● **What you have to do**: For the string "secret", find every matching line in the records and copy it.
Segment Start: Exercise input
//! Envelope types exchanged over a live relay connection.
//!
//! Client-originated envelopes are addressed (`to`) and carry an opaque body
//! that the relay never looks at. Server-originated notices (presence,
//! delivery status, errors) are a separate, closed set.

use serde::{Deserialize, Serialize};
use serde_json::{Map, Value};

/// Discriminator for envelopes a client may address to another user.
#[derive(Debug, Clone, Copy, PartialEq, Eq, Serialize, Deserialize)]
#[serde(rename_all = "camelCase")]
pub enum EnvelopeKind {
    PublicKey,
    Encrypted,
}

impl EnvelopeKind {
    pub fn as_str(&self) -> &'static str {
        match self {
            EnvelopeKind::PublicKey => "publicKey",
            EnvelopeKind::Encrypted => "encrypted",
        }
    }
}

/// An addressed envelope travelling from one client to another.
///
/// Every field other than `type`, `to` and `from` lands in `body` and is
/// forwarded verbatim.
#[derive(Debug, Clone, PartialEq, Serialize, Deserialize)]
pub struct Envelope {
    #[serde(rename = "type")]
    pub kind: EnvelopeKind,
    pub to: String,
    #[serde(default, skip_serializing_if = "Option::is_none")]
    pub from: Option<String>,
    #[serde(flatten)]
    pub body: Map<String, Value>,
}

impl Envelope {
    /// Build an envelope with a single `payload` field.
    pub fn new(kind: EnvelopeKind, to: impl Into<String>, payload: Value) -> Self {
        let mut body = Map::new();
        body.insert("payload".to_string(), payload);
        Self {
            kind,
            to: to.into(),
            from: None,
            body,
        }
    }

    /// Overwrite the sender with the authenticated identity.
    pub fn stamp_sender(&mut self, username: &str) {
        self.from = Some(username.to_string());
    }

    pub fn payload(&self) -> Option<&Value> {
        self.body.get("payload")
    }
}

/// Server-originated notices.
#[derive(Debug, Clone, PartialEq, Eq, Serialize, Deserialize)]
#[serde(tag = "type", rename_all = "camelCase")]
pub enum Notice {
    /// Full set of online usernames.
    Presence { users: Vec<String> },
    /// Delivery outcome. Only failures are ever sent.
    Status { ok: bool, message: String },
    /// Fatal-to-the-connection error, sent right before close.
    Error { error: String },
}

impl Notice {
    pub fn presence(users: Vec<String>) -> Self {
        Notice::Presence { users }
    }

    pub fn delivery_failed(message: impl Into<String>) -> Self {
        Notice::Status {
            ok: false,
            message: message.into(),
        }
    }

    pub fn error(error: impl Into<String>) -> Self {
        Notice::Error {
            error: error.into(),
        }
    }
}
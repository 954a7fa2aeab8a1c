use thiserror::Error;

/// Errors produced by the murmur protocol layer.
#[derive(Debug, Error)]
pub enum RelayError {
    #[error("codec error: {0}")]
    Codec(String),

    #[error("invalid message: {0}")]
    InvalidMessage(String),

    #[error("invalid state transition: {from} -> {to}")]
    InvalidTransition { from: &'static str, to: &'static str },

    #[error("transport error: {0}")]
    Transport(String),

    #[error("config error: {0}")]
    Config(String),

    #[error("io error: {0}")]
    Io(#[from] std::io::Error),

    #[error("{0}")]
    Other(String),
}

impl From<serde_json::Error> for RelayError {
    fn from(e: serde_json::Error) -> Self {
        RelayError::Codec(e.to_string())
    }
}

/// Why a connection request was refused at the upgrade gate.
///
/// The `Display` text is exactly what the client sees in the error envelope;
/// the `reason` on `Invalid` stays server-side for diagnostics.
#[derive(Debug, Clone, PartialEq, Eq, Error)]
pub enum AuthError {
    #[error("no auth token")]
    Missing,

    #[error("auth failed")]
    Invalid { reason: String },
}

impl AuthError {
    pub fn invalid(reason: impl Into<String>) -> Self {
        AuthError::Invalid {
            reason: reason.into(),
        }
    }

    /// Server-side detail for logs.
    pub fn reason(&self) -> &str {
        match self {
            AuthError::Missing => "token absent",
            AuthError::Invalid { reason } => reason,
        }
    }
}

/// Delivery failures reported by the router.
#[derive(Debug, Clone, PartialEq, Eq, Error)]
pub enum RouteError {
    /// No live connection for the recipient. The display text is the status
    /// message sent back to the sender.
    #[error("{0} offline")]
    RecipientOffline(String),

    /// The recipient's outbound buffer is full; the envelope was dropped.
    #[error("{0} busy")]
    RecipientBusy(String),
}

pub type RelayResult<T> = Result<T, RelayError>;
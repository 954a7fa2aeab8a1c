//! Sliding-window rate limiter for login attempts.
//!
//! Each client IP keeps the timestamps of its recent attempts; attempts older
//! than the window fall off the front.

use std::collections::{HashMap, VecDeque};
use std::net::IpAddr;
use std::time::{Duration, Instant};

/// Per-IP attempt limiter.
#[derive(Debug)]
pub struct LoginRateLimiter {
    max_attempts: u32,
    window: Duration,
    attempts: HashMap<IpAddr, VecDeque<Instant>>,
}

impl LoginRateLimiter {
    /// `max_attempts` per `window_secs` per IP. Zero disables limiting.
    pub fn new(max_attempts: u32, window_secs: u64) -> Self {
        Self {
            max_attempts,
            window: Duration::from_secs(window_secs),
            attempts: HashMap::new(),
        }
    }

    /// Record an attempt from `ip` if it is within budget.
    ///
    /// Returns `true` if allowed, `false` if rate-limited.
    pub fn check_and_record(&mut self, ip: IpAddr) -> bool {
        self.check_and_record_at(ip, Instant::now())
    }

    fn check_and_record_at(&mut self, ip: IpAddr, now: Instant) -> bool {
        if self.max_attempts == 0 {
            return true;
        }
        let window = self.window;
        let recent = self.attempts.entry(ip).or_default();
        while recent
            .front()
            .is_some_and(|t| now.duration_since(*t) >= window)
        {
            recent.pop_front();
        }
        if recent.len() as u32 >= self.max_attempts {
            return false;
        }
        recent.push_back(now);
        true
    }

    /// Drop IPs with no attempts left in the window.
    pub fn gc(&mut self) {
        let now = Instant::now();
        let window = self.window;
        self.attempts.retain(|_, recent| {
            recent.retain(|t| now.duration_since(*t) < window);
            !recent.is_empty()
        });
    }

    /// Number of IPs currently tracked.
    pub fn tracked(&self) -> usize {
        self.attempts.len()
    }
}
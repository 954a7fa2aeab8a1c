//! murmur-server: end-to-end encrypted message relay.
//!
//! Serves the auth HTTP API and the WebSocket relay, routing opaque
//! envelopes between logged-in users and broadcasting presence.

use clap::Parser;
use murmur_server::config::{Overrides, ServerConfig};
use murmur_server::RelayServer;
use std::net::IpAddr;
use std::path::PathBuf;
use std::sync::Arc;
use tracing::{error, info};

/// murmur-server: end-to-end encrypted message relay
#[derive(Parser, Debug)]
#[command(name = "murmur-server", version, about = "End-to-end encrypted message relay")]
struct Cli {
    /// Bind address for both listeners
    #[arg(long)]
    bind: Option<IpAddr>,

    /// Auth HTTP API port
    #[arg(short, long)]
    port: Option<u16>,

    /// WebSocket relay port
    #[arg(long)]
    ws_port: Option<u16>,

    /// WebSocket upgrade path
    #[arg(long)]
    ws_path: Option<String>,

    /// Session token lifetime in seconds
    #[arg(long)]
    token_ttl: Option<u64>,

    /// Hex-encoded token signing secret (overrides the config file)
    #[arg(long)]
    secret: Option<String>,

    /// Config file path
    #[arg(long, default_value = "~/.murmur/config.toml")]
    config: String,

    /// Log level (trace, debug, info, warn, error)
    #[arg(long, default_value = "info")]
    log_level: String,
}

#[tokio::main]
async fn main() {
    let cli = Cli::parse();

    // Initialize tracing
    use tracing_subscriber::EnvFilter;
    let env_filter = EnvFilter::try_from_default_env()
        .unwrap_or_else(|_| EnvFilter::new(&cli.log_level));
    tracing_subscriber::fmt()
        .with_env_filter(env_filter)
        .with_target(false)
        .init();

    info!(version = env!("CARGO_PKG_VERSION"), "starting murmur-server");

    let config_path = PathBuf::from(&cli.config);
    let overrides = Overrides {
        bind: cli.bind,
        port: cli.port,
        ws_port: cli.ws_port,
        ws_path: cli.ws_path,
        token_ttl: cli.token_ttl,
        secret: cli.secret,
    };
    let server_config = match ServerConfig::load(Some(&config_path), overrides) {
        Ok(cfg) => cfg,
        Err(e) => {
            error!(error = %e, "failed to load config");
            std::process::exit(1);
        }
    };

    let server = match RelayServer::new(server_config) {
        Ok(s) => Arc::new(s),
        Err(e) => {
            error!(error = %e, "failed to create server");
            std::process::exit(1);
        }
    };

    let signal_server = server.clone();
    tokio::spawn(async move {
        shutdown_signal().await;
        info!("received shutdown signal");
        signal_server.shutdown();
    });

    if let Err(e) = server.run().await {
        error!(error = %e, "server error");
        std::process::exit(1);
    }

    info!("murmur-server stopped");
}

/// Wait for SIGTERM or SIGINT (Ctrl+C).
async fn shutdown_signal() {
    let ctrl_c = tokio::signal::ctrl_c();

    #[cfg(unix)]
    {
        match tokio::signal::unix::signal(tokio::signal::unix::SignalKind::terminate()) {
            Ok(mut sigterm) => {
                tokio::select! {
                    _ = ctrl_c => {}
                    _ = sigterm.recv() => {}
                }
            }
            Err(e) => {
                error!(error = %e, "failed to install SIGTERM handler");
                ctrl_c.await.ok();
            }
        }
    }

    #[cfg(not(unix))]
    {
        ctrl_c.await.ok();
    }
}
Segment End: Exercise input
● **Result of this exercise**:
    /// Hex-encoded token signing secret (overrides the config file)
    secret: Option<String>,
        secret: cli.secret,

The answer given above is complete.